EVOLUTION OF A LIQUID-DROP IN A SPINNING DROP TENSIOMETER

To obtain desired material properties, a blend of two mostly incompatible polymers is often used. The blend morphology developed during the mixing process of molten polymers is strongly influenced by interfacial tension between the polymers. A spinning drop tensiometer is commonly used to measure the interfacial tension between two polymeric liquids. In this study a numerical method is developed which simulates the evolution of a liquid drop in a spinning drop apparatus. The Navier-Stokes equations are solved with a finite element formulation.

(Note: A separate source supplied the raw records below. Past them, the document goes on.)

//! # The per-service record.
//!
//! Policy and state for one managed child. The supervisor's tick owns the
//! transitions; this type owns the fields and keeps them coherent:
//! timestamps never store the reserved 0, the restart interval never drops
//! below one second, and the `fds` spec keeps the derived control-handle
//! flags in sync.

use crate::clock::Ts;
use crate::error::ControlError;
use crate::events::{Event, ServicePhase, WaitRepr};
use crate::scan;
use crate::signals::{Sig, SigMask};

use super::vars::VarBuf;

/// The fd spec services get when they never set one.
pub const DEFAULT_FDS: &str = "null\tnull\tnull";

const VAR_ARGS: &str = "args";
const VAR_FDS: &str = "fds";
const VAR_TAGS: &str = "tags";
const VAR_TRIGGERS: &str = "triggers";

#[derive(Clone, Copy, Debug, PartialEq, Eq)]
pub enum SvcState {
    Down,
    Start,
    Up,
    Reaped,
}

/// Parsed `triggers` list: `always` plus zero or more trapped signals.
#[derive(Clone, Copy, Debug, Default, PartialEq, Eq)]
pub struct TriggerSpec {
    pub always: bool,
    pub mask: SigMask,
}

impl TriggerSpec {
    /// Parse a tab-joined trigger list. Unknown words are invalid.
    pub fn parse(list: &str) -> Result<TriggerSpec, ControlError> {
        let mut spec = TriggerSpec::default();
        for word in scan::fields(list).filter(|w| !w.is_empty()) {
            if word == "always" {
                spec.always = true;
            } else if let Some(sig) = Sig::from_name(word) {
                spec.mask.add(sig);
            } else {
                return Err(ControlError::invalid(format!("unknown trigger {word:?}")));
            }
        }
        Ok(spec)
    }
}

#[derive(Debug)]
pub struct Service {
    name: String,
    vars: VarBuf,
    state: SvcState,
    pid: Option<i32>,
    wait_status: Option<WaitRepr>,
    start_time: Ts,
    reap_time: Ts,
    restart_interval: Ts,
    auto_restart: bool,
    triggers: SigMask,
    uses_control_socket: bool,
    uses_control_cmd: bool,
    uses_control_event: bool,
}

impl Service {
    /// `var_cap` is the pool-mode byte budget for this service's variables.
    pub fn new(name: impl Into<String>, var_cap: Option<usize>, restart_interval: Ts) -> Service {
        Service {
            name: name.into(),
            vars: VarBuf::new(var_cap),
            state: SvcState::Down,
            pid: None,
            wait_status: None,
            start_time: Ts::UNSET,
            reap_time: Ts::UNSET,
            restart_interval,
            auto_restart: false,
            triggers: SigMask::EMPTY,
            uses_control_socket: false,
            uses_control_cmd: false,
            uses_control_event: false,
        }
    }

    pub fn name(&self) -> &str {
        &self.name
    }

    pub fn state(&self) -> SvcState {
        self.state
    }

    pub fn pid(&self) -> Option<i32> {
        self.pid
    }

    pub fn start_time(&self) -> Ts {
        self.start_time
    }

    pub fn reap_time(&self) -> Ts {
        self.reap_time
    }

    pub fn restart_interval(&self) -> Ts {
        self.restart_interval
    }

    pub fn auto_restart(&self) -> bool {
        self.auto_restart
    }

    pub fn triggers(&self) -> SigMask {
        self.triggers
    }

    pub fn uses_control_socket(&self) -> bool {
        self.uses_control_socket
    }

    pub fn uses_control_cmd(&self) -> bool {
        self.uses_control_cmd
    }

    pub fn uses_control_event(&self) -> bool {
        self.uses_control_event
    }

    pub fn wants_control(&self) -> bool {
        self.uses_control_socket || self.uses_control_cmd || self.uses_control_event
    }

    // --- variables ---

    pub fn args(&self) -> &str {
        self.vars.get(VAR_ARGS).unwrap_or("")
    }

    pub fn set_args(&mut self, args: &str) -> Result<(), ControlError> {
        let value = if args.is_empty() { None } else { Some(args) };
        self.vars.set(VAR_ARGS, value)
    }

    pub fn tags(&self) -> &str {
        self.vars.get(VAR_TAGS).unwrap_or("")
    }

    pub fn set_tags(&mut self, tags: &str) -> Result<(), ControlError> {
        let value = if tags.is_empty() { None } else { Some(tags) };
        self.vars.set(VAR_TAGS, value)
    }

    pub fn fds(&self) -> &str {
        self.vars.get(VAR_FDS).unwrap_or(DEFAULT_FDS)
    }

    /// Set the fd spec. The default spec is represented by absence so it
    /// costs no pool bytes. Re-derives the control-handle flags.
    pub fn set_fds(&mut self, spec: &str) -> Result<(), ControlError> {
        if spec.is_empty() || spec == DEFAULT_FDS {
            self.vars.set(VAR_FDS, None)?;
        } else {
            self.vars.set(VAR_FDS, Some(spec))?;
        }
        self.uses_control_socket = false;
        self.uses_control_cmd = false;
        self.uses_control_event = false;
        let fds = self.fds().to_string();
        for name in scan::fields(&fds) {
            match name {
                "control.socket" => self.uses_control_socket = true,
                "control.cmd" => self.uses_control_cmd = true,
                "control.event" => self.uses_control_event = true,
                _ => {}
            }
        }
        Ok(())
    }

    pub fn triggers_str(&self) -> &str {
        self.vars.get(VAR_TRIGGERS).unwrap_or("")
    }

    /// Store a tab-joined trigger list and apply its parse. Returns whether
    /// the service now wants sigwake membership.
    pub fn set_triggers(&mut self, list: &str) -> Result<bool, ControlError> {
        let spec = TriggerSpec::parse(list)?;
        let value = if list.is_empty() { None } else { Some(list) };
        self.vars.set(VAR_TRIGGERS, value)?;
        self.auto_restart = spec.always;
        self.triggers = spec.mask;
        Ok(!spec.mask.is_empty())
    }

    pub fn set_auto_restart(&mut self, on: bool) {
        self.auto_restart = on;
    }

    /// Restart intervals shorter than one second are invalid.
    pub fn set_restart_interval(&mut self, interval: Ts) -> Result<(), ControlError> {
        if interval.whole() < 1 {
            return Err(ControlError::invalid(
                "respawn-delay must be at least 1 second",
            ));
        }
        self.restart_interval = interval;
        Ok(())
    }

    // --- state transitions (driven by the supervisor tick) ---

    /// Enter `Start`, scheduled for `when`. Legal from `Down` and `Start`.
    pub(crate) fn begin_start(&mut self, when: Ts) -> Result<(), ControlError> {
        match self.state {
            SvcState::Down | SvcState::Start => {
                debug_assert!(self.pid.is_none());
                self.state = SvcState::Start;
                self.start_time = when.or_tick();
                self.reap_time = Ts::UNSET;
                self.wait_status = None;
                Ok(())
            }
            _ => Err(ControlError::state(format!(
                "service {:?} is running",
                self.name
            ))),
        }
    }

    /// Abandon a pending start. Legal only from `Start`.
    pub(crate) fn cancel_start(&mut self) -> Result<(), ControlError> {
        if self.state != SvcState::Start {
            return Err(ControlError::state(format!(
                "service {:?} has no pending start",
                self.name
            )));
        }
        self.state = SvcState::Down;
        self.start_time = Ts::UNSET;
        Ok(())
    }

    pub(crate) fn mark_up(&mut self, pid: i32, now: Ts) {
        debug_assert_eq!(self.state, SvcState::Start);
        self.pid = Some(pid);
        self.state = SvcState::Up;
        self.start_time = now.or_tick();
    }

    pub(crate) fn mark_reaped(&mut self, status: WaitRepr, now: Ts) {
        debug_assert_eq!(self.state, SvcState::Up);
        self.wait_status = Some(status);
        self.reap_time = now.or_tick();
        self.state = SvcState::Reaped;
    }

    /// Leave `Reaped` for `Down`, releasing the pid. The caller drops the
    /// pid-index entry.
    pub(crate) fn settle_down(&mut self) -> Option<i32> {
        debug_assert_eq!(self.state, SvcState::Reaped);
        self.state = SvcState::Down;
        self.pid.take()
    }

    /// The `service.state` event for the current record, derived the same
    /// way regardless of which transition produced it.
    pub fn state_event(&self) -> Event {
        let (ts, phase) = if self.reap_time.is_set() {
            (
                self.reap_time,
                ServicePhase::Exited {
                    status: self
                        .wait_status
                        .clone()
                        .unwrap_or(WaitRepr::Exit(-1)),
                },
            )
        } else if let Some(pid) = self.pid {
            (self.start_time, ServicePhase::Up { pid })
        } else if self.state == SvcState::Start {
            (self.start_time, ServicePhase::Start)
        } else {
            (Ts::UNSET, ServicePhase::Down)
        };
        Event::ServiceState {
            name: self.name.clone(),
            ts,
            phase,
        }
    }
}

#[cfg(test)]
mod tests {
    use super::*;

    fn svc() -> Service {
        Service::new("web", None, Ts::from_secs(1))
    }

    #[test]
    fn fds_default_and_control_flags() {
        let mut s = svc();
        assert_eq!(s.fds(), DEFAULT_FDS);
        s.set_fds("null\tlog.w\tcontrol.event").unwrap();
        assert!(s.uses_control_event());
        assert!(!s.uses_control_cmd());
        assert!(s.wants_control());
        // Setting the default spec releases the stored var and the flags.
        s.set_fds(DEFAULT_FDS).unwrap();
        assert_eq!(s.fds(), DEFAULT_FDS);
        assert!(!s.wants_control());
    }

    #[test]
    fn triggers_parse_and_apply() {
        let mut s = svc();
        let sigwake = s.set_triggers("always\tSIGUSR1").unwrap();
        assert!(sigwake);
        assert!(s.auto_restart());
        assert!(s.triggers().contains(Sig::Usr1));

        // A list without `always` clears auto restart.
        let sigwake = s.set_triggers("SIGHUP").unwrap();
        assert!(sigwake);
        assert!(!s.auto_restart());
        assert!(s.triggers().contains(Sig::Hup));

        assert_eq!(
            TriggerSpec::parse("sometimes").unwrap_err().category(),
            "invalid"
        );
    }

    #[test]
    fn restart_interval_clamp() {
        let mut s = svc();
        assert!(s.set_restart_interval(Ts::parse_secs("0.5").unwrap()).is_err());
        s.set_restart_interval(Ts::from_secs(2)).unwrap();
        assert_eq!(s.restart_interval(), Ts::from_secs(2));
    }

    #[test]
    fn lifecycle_transitions() {
        let mut s = svc();
        s.begin_start(Ts::from_secs(5)).unwrap();
        assert_eq!(s.state(), SvcState::Start);
        assert_eq!(s.state_event().to_line(), "service.state\tweb\tstart\t5");

        s.mark_up(42, Ts::from_secs(6));
        assert_eq!(s.state(), SvcState::Up);
        assert_eq!(s.pid(), Some(42));
        assert_eq!(s.state_event().to_line(), "service.state\tweb\tup\t6\tpid=42");

        s.mark_reaped(WaitRepr::Exit(0), Ts::from_secs(9));
        assert_eq!(s.state(), SvcState::Reaped);
        assert_eq!(
            s.state_event().to_line(),
            "service.state\tweb\tdown\t9\tstatus=exit:0"
        );

        assert_eq!(s.settle_down(), Some(42));
        assert_eq!(s.state(), SvcState::Down);
        // The last status stays visible until the next start.
        assert_eq!(
            s.state_event().to_line(),
            "service.state\tweb\tdown\t9\tstatus=exit:0"
        );

        s.begin_start(Ts::UNSET).unwrap();
        assert_eq!(s.start_time().raw(), 1);
        assert_eq!(s.state_event().to_line(), "service.state\tweb\tstart\t0");
    }

    #[test]
    fn start_refused_while_up() {
        let mut s = svc();
        s.begin_start(Ts::from_secs(1)).unwrap();
        s.mark_up(7, Ts::from_secs(1));
        assert_eq!(s.begin_start(Ts::from_secs(2)).unwrap_err().category(), "state");
    }

    #[test]
    fn cancel_only_from_start() {
        let mut s = svc();
        assert_eq!(s.cancel_start().unwrap_err().category(), "state");
        s.begin_start(Ts::from_secs(1)).unwrap();
        s.cancel_start().unwrap();
        assert_eq!(s.state(), SvcState::Down);
        assert_eq!(s.state_event().to_line(), "service.state\tweb\tdown\t0");
    }

    #[test]
    fn args_round_trip_preserves_bytes() {
        let mut s = svc();
        s.set_args("/bin/sh\t-c\techo one two").unwrap();
        assert_eq!(s.args(), "/bin/sh\t-c\techo one two");
        s.set_args("").unwrap();
        assert_eq!(s.args(), "");
    }
}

A mixed Lagrangian and Eulerian technique is used to deal with the moving interface. The computation domain is remeshed and the flow field is interpolated to avoid mesh entanglement as drop deforms. The simulation generates relaxation curves for the radius and the length of the drop. The numerical results show that the shear stress on the drop surface is quite important. A simple theory of relaxation is then formulated which takes account of the shear stress on the surface of the cylindrical drop. It is found that the exponent for the relaxation of the drop depends on the interfacial tension, the equilibrium radius of the drop, the viscosities of both fluids, and the geometric ratios of the length to the radius of the drop and of the radius of the container to the radius of the drop. © 1994 by Academic Press, Inc.